Sister brands Seat and Skoda will offer their Mii and Citigo versions of the same car once the VW has built up a little bit of a head start, with deliveries not scheduled until the summer of 2012.
Up, Mii and Citigo have distinct faces (and in the case of the VW a distinct windowline) but all three are clones under the skin, built on the same lines in the same Slovakian factory. They are so similar that crash-test organisation Euro NCAP isn’t going to bother running the Seat or Skoda into a wall – having inspected examples of all three cars it’s satisfied they are essentially the same vehicle inside and out, with identical safety systems. The Up’s Euro NCAP score? A full rack of five stars with an 89% rating for adults and 80% for children, making it substantially safer than the outgoing VW Fox, which managed only four stars when it was tested six years ago.
ABS, head/thorax airbags and side airbags will come as standard, while ESP stability assistance will be an option along with a laser-based crash avoidance system designed to hit the brakes on behalf of inattentive drivers at speeds of up to 18mph, to avoid low-speed crunches. The VW system is called City Emergency Braking and costs £400. For reasons best known to their respective marketers, the same system will be called City Safety Assist when fitted to the Seat Mii and City Safe Drive in the Skoda.
Initially, only three-door models will be available, but five-door variants should come on stream from the middle of next year, boosting the practicality and possibly also the 3.55m length and 2.42m wheelbase of these cars.
One area where the three differently branded cars won’t be identical is price, with the Up commanding a premium in base price (and possibly being less well equipped too) by virtue of the roundel on its nose. Only VW prices have been announced to date, starting at £7,995 on the road, but the starting point for both Citigo and Mii is expected to be no more than £7,500.

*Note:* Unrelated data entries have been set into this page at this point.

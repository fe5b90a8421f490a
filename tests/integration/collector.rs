use crate::*;

use teomon_core::param::{Value, PARAM_ONLINE, PARAM_PEERS};
use teomon_core::wire::{CMD_LIST, CMD_METRIC, CMD_PARAMETER, CMD_SAVE};
use teomon_core::{decode_peers, Parameter};
use teomon_services::Monitor;

/// An agent's metric and parameters show up in a `list` reply.
#[tokio::test]
async fn test_agent_appears_in_list() {
    let c = Collector::start("list").await.unwrap();

    let (agent, _rx) = TcpTransport::new("agent-1");
    let mon = Monitor::connect(agent, &c.addr, &agent_metric("app-01", "1.2.3"), HEALTH_INTERVAL)
        .await
        .unwrap();
    mon.send_param("users", 12i64).unwrap();

    eventually("agent parameters", || {
        c.registry.get("agent-1").and_then(|m| m.params.get("users")) == Some(Value::Int(12))
    })
    .await
    .unwrap();

    let mut client = Client::connect("client", &c).await.unwrap();
    let records = decode_peers(client.request(CMD_LIST).await.unwrap()).unwrap();
    let agent = records
        .iter()
        .find(|m| m.address == "agent-1")
        .expect("agent in list");
    assert_eq!(agent.app_short, "app-01");
    assert_eq!(agent.app_version, "1.2.3");
    assert!(agent.is_new);
    assert_eq!(agent.params.get(PARAM_PEERS), Some(Value::Int(1)));
    assert!(records.iter().any(|m| m.address == COLLECTOR));
}

/// Closing a connection flips `online` to false without removing the peer.
#[tokio::test]
async fn test_disconnected_agent_goes_offline() {
    let c = Collector::start("offline").await.unwrap();

    let agent = Client::connect("agent-2", &c).await.unwrap();
    let metric = agent_metric("app-02", "0.1.0").encode().unwrap();
    agent.send(CMD_METRIC, &metric).unwrap();

    eventually("agent online", || {
        c.registry.get("agent-2").and_then(|m| m.online()) == Some(true)
    })
    .await
    .unwrap();

    assert!(agent.transport.close(&agent.collector));

    eventually("agent offline", || {
        c.registry.get("agent-2").and_then(|m| m.online()) == Some(false)
    })
    .await
    .unwrap();
    assert!(c.registry.contains("agent-2"));
    assert_eq!(
        c.registry.get(COLLECTOR).unwrap().params.get(PARAM_ONLINE),
        Some(Value::Bool(true))
    );
}

/// A reconnecting agent is re-registered by its monitor.
#[tokio::test]
async fn test_monitor_reannounces_after_reconnect() {
    let c = Collector::start("reconnect").await.unwrap();

    let (agent, _rx) = TcpTransport::new("agent-3");
    let _mon = Monitor::connect(agent, &c.addr, &agent_metric("app-03", "2.0"), HEALTH_INTERVAL)
        .await
        .unwrap();
    eventually("registered", || c.registry.contains("agent-3")).await.unwrap();

    c.transport.close("agent-3");
    c.registry.del("agent-3").unwrap();

    eventually("re-registered", || c.registry.contains("agent-3")).await.unwrap();
    eventually("online again", || {
        c.registry.get("agent-3").and_then(|m| m.online()) == Some(true)
    })
    .await
    .unwrap();
}

/// Malformed frames are dropped and the collector keeps serving.
#[tokio::test]
async fn test_malformed_commands_are_dropped() {
    let c = Collector::start("malformed").await.unwrap();
    let mut client = Client::connect("client", &c).await.unwrap();

    client.send(CMD_METRIC, &[0xff, 0xff, 0x01]).unwrap();
    client.send(CMD_PARAMETER, b"\x01\x00x\x99").unwrap();
    client.send(0x07, b"unknown").unwrap();

    let records = decode_peers(client.request(CMD_LIST).await.unwrap()).unwrap();
    assert_eq!(records.len(), 1, "only the collector itself");
    assert!(!c.registry.contains("client"));
}

/// `parameter` from a peer that never announced a metric is dropped.
#[tokio::test]
async fn test_parameter_without_metric_is_dropped() {
    let c = Collector::start("orphan-param").await.unwrap();
    let mut client = Client::connect("orphan", &c).await.unwrap();

    let p = Parameter::new("users", 1i64).encode().unwrap();
    client.send(CMD_PARAMETER, &p).unwrap();

    let records = decode_peers(client.request(CMD_LIST).await.unwrap()).unwrap();
    assert!(records.iter().all(|m| m.address != "orphan"));
}

/// `save` writes the registry file and clears the new flags.
#[tokio::test]
async fn test_save_command_persists_registry() {
    let c = Collector::start("save-cmd").await.unwrap();

    let mut agent = Client::connect("agent-4", &c).await.unwrap();
    agent
        .send(CMD_METRIC, &agent_metric("app-04", "1.0").encode().unwrap())
        .unwrap();
    eventually("registered", || c.registry.contains("agent-4")).await.unwrap();
    assert!(c.registry.get("agent-4").unwrap().is_new);

    agent.send(CMD_SAVE, &[]).unwrap();
    eventually("file written", || c.peers_file.exists()).await.unwrap();
    eventually("flags cleared", || !c.registry.get("agent-4").unwrap().is_new)
        .await
        .unwrap();

    let records = decode_peers(agent.request(CMD_LIST).await.unwrap()).unwrap();
    assert!(records.iter().all(|m| !m.is_new));
}

/// A `list` reply larger than a mebibyte still reaches the requester, and
/// the connection stays usable afterwards.
#[tokio::test]
async fn test_large_list_reply_is_delivered() {
    let c = Collector::start("large-list").await.unwrap();
    for i in 0..20 {
        let address = format!("bulk-{i:02}");
        c.registry.add(MetricRecord::new(address.as_str(), "bulk"));
        c.registry
            .set_param(&address, Parameter::new("blob", vec![0u8; 60_000]))
            .unwrap();
    }

    let mut client = Client::connect("client", &c).await.unwrap();
    let reply = client.request(CMD_LIST).await.unwrap();
    assert!(reply.len() > 1024 * 1024, "reply is {} bytes", reply.len());
    assert_eq!(decode_peers(reply).unwrap().len(), 21);

    for i in 0..20 {
        c.registry.del(&format!("bulk-{i:02}")).unwrap();
    }
    let records = decode_peers(client.request(CMD_LIST).await.unwrap()).unwrap();
    assert_eq!(records.len(), 1);
    assert!(c.transport.is_connected("client"));
}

All models will get a five-speed manual transmission mated to the same engine, a modern 999cc three-cylinder petrol available in various different configurations. All three brands will offer outputs of either 60PS (59bhp) or 75PS (74bhp), which installed in the VW Up will yield official economy of either 62.7mpg or 60.1mpg, and CO2 output of 105g/km or 108g/km respectively. Top speeds will be 99mph and 106mph for the two levels of tune.
In addition, there will be a BlueMotion Technology version of the less powerful Up that will boast a regenerative alternator (charging the battery only when the car is slowing down), as well as eco tyres and stop/start to save fuel in traffic. These measures are expected to trim the CO2 figure to 97g/km, sufficient to dodge road tax and the London Congestion Charge, with combined-cycle economy of 67.2mpg.
Seat will get its own version of this greener car, badged as the Mii Ecomotive, while Skoda looks set to get two different GreenLine Citigo variants, one pegged at 97g/km and another at 99g/km. It’s not yet clear if that additional 2g/km is due to increased engine power or the addition of a power-hungry ancillary like air-conditioning, but both Citigo GreenLines will share the fiscal benefits of slipping under 100g/km.
The most basic, £7,995 Volkswagen Up is called the Take Up! and will come with the lower-power engine, body-coloured bumpers, daytime running lights, a music-player compatible stereo and 14-inch steel wheels.
Upping the ante, so to speak, to £8,970 buys the Move Up! with such modern luxuries as remote central locking, air conditioning, electric front windows, front seats that slide as well as tilt out of the way when sandwiching yourself into the back, a height-adjustable driver’s seat, 60:40 split/fold rear seats and body-coloured door mirrors and handles. That, presumably, is VW’s version of well equipped.
The BlueMotion edition will be based on this version, with a relatively modest £360 premium.
Stretching to £10,390 brings the higher-power engine, hence the High Up! name. Equipment up here includes heated front seats, leather trim on the wheel, heated and power-adjusted door mirrors, a removable infotainment/satnav unit, a choice of dashboard colour, front fog lights and 15-inch alloy wheels. This edition will also form the basis of two launch special editions, the Up! Black and Up! White, which cost £11,180 and boast posh paint, chrome mirror covers and 16-inch alloys, among other fripperies.